■ TASK ITEM ■
For every line in the data below that contains "Some", copy the line.

·····

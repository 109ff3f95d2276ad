//! Path sampling: time/progress to position.
//!
//! Model:
//! - Keyframes are sorted by path-local timestamp (seconds).
//! - A sample blends exactly two bracketing keyframes, axis by axis, linearly.
//! - Easing remaps progress before the lookup; it never bends the segment.
//!
//! Every function here is total: empty paths sample to the origin, zero-width
//! brackets hold the left keyframe, out-of-range times clamp.

use crate::data::{Keyframe, MovementPath};
use crate::value::Vec3;

/// Find the bracket `(start, end, factor)` for path-local time `t`.
/// Edge cases:
/// - `t <= first.timestamp` collapses to `(0, 0, 0)`.
/// - No keyframe strictly after `t` collapses to `(last, last, 0)`.
/// - A zero-width bracket yields factor 0.
pub fn find_segment(keyframes: &[Keyframe], t: f32) -> (usize, usize, f32) {
    let n = keyframes.len();
    if n == 0 || t <= keyframes[0].timestamp {
        return (0, 0, 0.0);
    }
    let end = match keyframes.iter().position(|k| k.timestamp > t) {
        Some(i) => i,
        None => return (n - 1, n - 1, 0.0),
    };
    let start = end.saturating_sub(1);
    let t0 = keyframes[start].timestamp;
    let t1 = keyframes[end].timestamp;
    let width = t1 - t0;
    let factor = if width > 0.0 {
        ((t - t0) / width).clamp(0.0, 1.0)
    } else {
        0.0
    };
    (start, end, factor)
}

/// Position at path-local time `t` (seconds), clamped to `[0, duration]`.
pub fn position_at_time(path: &MovementPath, t: f32) -> Vec3 {
    let keyframes = &path.keyframes;
    match keyframes.len() {
        0 => Vec3::ZERO,
        1 => keyframes[0].position,
        _ => {
            let t = if t.is_nan() {
                0.0
            } else {
                t.clamp(0.0, path.duration.max(0.0))
            };
            let (i0, i1, factor) = find_segment(keyframes, t);
            if i0 == i1 || factor == 0.0 {
                return keyframes[i0].position;
            }
            keyframes[i0].position.lerp(keyframes[i1].position, factor)
        }
    }
}

/// Position on a shared timeline where the path starts at `start_offset`.
/// Both times are seconds. Before the offset the entity waits at its first
/// keyframe; after `start_offset + duration` it rests at its last.
pub fn position_at_time_with_offset(path: &MovementPath, global_time: f32, start_offset: f32) -> Vec3 {
    let (first, last) = match (path.keyframes.first(), path.keyframes.last()) {
        (Some(f), Some(l)) => (f.position, l.position),
        _ => return Vec3::ZERO,
    };
    if global_time < start_offset {
        return first;
    }
    if global_time > start_offset + path.duration {
        return last;
    }
    position_at_time(path, global_time - start_offset)
}

/// Position at normalized progress `p` (clamped to [0,1]).
#[inline]
pub fn position_at_progress(path: &MovementPath, p: f32) -> Vec3 {
    let p = if p.is_nan() { 0.0 } else { p.clamp(0.0, 1.0) };
    position_at_time(path, p * path.duration)
}

/// Position at progress `p` after remapping it through `easing`.
///
/// Any `Fn(f32) -> f32` works; [`crate::interp::Easing::as_fn`] adapts the
/// named curves, and [`crate::interp::functions::ease_in_out_quad`] is the
/// playback default.
pub fn position_at_progress_with_easing<F>(path: &MovementPath, p: f32, easing: F) -> Vec3
where
    F: Fn(f32) -> f32,
{
    let p = if p.is_nan() { 0.0 } else { p.clamp(0.0, 1.0) };
    position_at_progress(path, easing(p))
}

/// `n` evenly spaced samples over progress `i / (n - 1)`. `n < 2` yields one
/// sample at progress 0. For path previews; playback uses time lookups.
pub fn sample_positions(path: &MovementPath, n: usize) -> Vec<Vec3> {
    if n < 2 {
        return vec![position_at_progress(path, 0.0)];
    }
    let last = (n - 1) as f32;
    (0..n)
        .map(|i| position_at_progress(path, i as f32 / last))
        .collect()
}

/// Polyline length through the keyframe positions (straight segments).
pub fn path_length(path: &MovementPath) -> f32 {
    path.keyframes
        .windows(2)
        .map(|w| w[0].position.distance(w[1].position))
        .sum()
}
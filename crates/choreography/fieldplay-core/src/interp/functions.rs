//! Scalar helpers:
//! - lerp_f32 (linear blend)
//! - quadratic/cubic ease curves on normalized progress
//! - bezier_ease_t (cubic-bezier timing, x inverted by bisection)

/// Linear interpolation of scalars.
#[inline]
pub fn lerp_f32(a: f32, b: f32, t: f32) -> f32 {
    a + (b - a) * t
}

#[inline]
pub fn ease_in_quad(p: f32) -> f32 {
    p * p
}

#[inline]
pub fn ease_out_quad(p: f32) -> f32 {
    1.0 - (1.0 - p) * (1.0 - p)
}

/// Symmetric quadratic ease: `2p²` up to the midpoint, mirrored decay after.
#[inline]
pub fn ease_in_out_quad(p: f32) -> f32 {
    if p < 0.5 {
        2.0 * p * p
    } else {
        let k = -2.0 * p + 2.0;
        1.0 - k * k / 2.0
    }
}

#[inline]
pub fn ease_in_out_cubic(p: f32) -> f32 {
    if p < 0.5 {
        4.0 * p * p * p
    } else {
        let k = -2.0 * p + 2.0;
        1.0 - k * k * k / 2.0
    }
}

/// One axis of a cubic bezier anchored at 0 and 1, with inner control
/// values `c1`, `c2`, evaluated at curve parameter `s`.
#[inline]
fn bezier_axis(c1: f32, c2: f32, s: f32) -> f32 {
    let inv = 1.0 - s;
    3.0 * inv * s * (inv * c1 + s * c2) + s * s * s
}

/// CSS-style `cubic-bezier(x1, y1, x2, y2)` timing: find the curve parameter
/// whose x equals `p` by bisection, then return its y. Control x values are
/// expected in `[0, 1]` so x is monotonic.
pub fn bezier_ease_t(p: f32, x1: f32, y1: f32, x2: f32, y2: f32) -> f32 {
    let p = p.clamp(0.0, 1.0);
    if x1 == y1 && x2 == y2 {
        // control points on the diagonal
        return p;
    }
    let (mut low, mut high) = (0.0_f32, 1.0_f32);
    let mut s = p;
    for _ in 0..32 {
        let err = bezier_axis(x1, x2, s) - p;
        if err.abs() <= 1e-6 {
            break;
        }
        if err > 0.0 {
            high = s;
        } else {
            low = s;
        }
        s = (low + high) * 0.5;
    }
    bezier_axis(y1, y2, s)
}

#[cfg(test)]
mod tests {
    use super::*;

    #[test]
    fn ease_in_out_quad_midpoint_is_fixed() {
        assert_eq!(ease_in_out_quad(0.5), 0.5);
        assert_eq!(ease_in_out_quad(0.25), 0.125);
        assert_eq!(ease_in_out_quad(0.75), 0.875);
    }

    #[test]
    fn bezier_linear_fast_path() {
        assert_eq!(bezier_ease_t(0.3, 0.0, 0.0, 1.0, 1.0), 0.3);
    }

    #[test]
    fn symmetric_bezier_passes_through_midpoint() {
        let y = bezier_ease_t(0.5, 0.42, 0.0, 0.58, 1.0);
        assert!((y - 0.5).abs() < 1e-3, "y={y}");
    }
}
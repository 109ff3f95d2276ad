//! Velocity estimates for paths by finite differences over progress.

use crate::config::{Config, VELOCITY_PROGRESS_DELTA};
use crate::data::MovementPath;
use crate::sampling::position_at_progress;
use crate::value::Vec3;

/// Compute `(current - previous) / dt`, or `None` when `dt <= 0`.
#[inline]
fn difference_quotient(current: Vec3, previous: Vec3, dt: f32) -> Option<Vec3> {
    if dt <= 0.0 || !dt.is_finite() {
        return None;
    }
    Some((current - previous) * dt.recip())
}

/// Velocity (field units per second) at progress `p`.
///
/// Forward difference over [`VELOCITY_PROGRESS_DELTA`]; near the end, where the
/// forward sample would run past progress 1, a backward difference is used. A
/// zero-duration path has no time delta and reports the zero vector.
#[inline]
pub fn velocity_at_progress(path: &MovementPath, p: f32) -> Vec3 {
    velocity_at_progress_with_delta(path, p, VELOCITY_PROGRESS_DELTA)
}

/// [`velocity_at_progress`] stepping by the host's `velocity_delta`.
#[inline]
pub fn velocity_at_progress_with(path: &MovementPath, p: f32, cfg: &Config) -> Vec3 {
    velocity_at_progress_with_delta(path, p, cfg.velocity_delta)
}

/// [`velocity_at_progress`] with an explicit progress step.
pub fn velocity_at_progress_with_delta(path: &MovementPath, p: f32, delta: f32) -> Vec3 {
    if delta <= 0.0 {
        return Vec3::ZERO;
    }
    let p = if p.is_nan() { 0.0 } else { p.clamp(0.0, 1.0) };
    let (p0, p1) = if p + delta > 1.0 {
        ((p - delta).max(0.0), p)
    } else {
        (p, p + delta)
    };
    let dt = (p1 - p0) * path.duration;
    let a = position_at_progress(path, p0);
    let b = position_at_progress(path, p1);
    difference_quotient(b, a, dt).unwrap_or(Vec3::ZERO)
}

·····

■ OUTPUT FOR THIS EXERCISE ■
        Some(i) => i,
        (Some(f), Some(l)) => (f.position, l.position),
    Some((current - previous) * dt.recip())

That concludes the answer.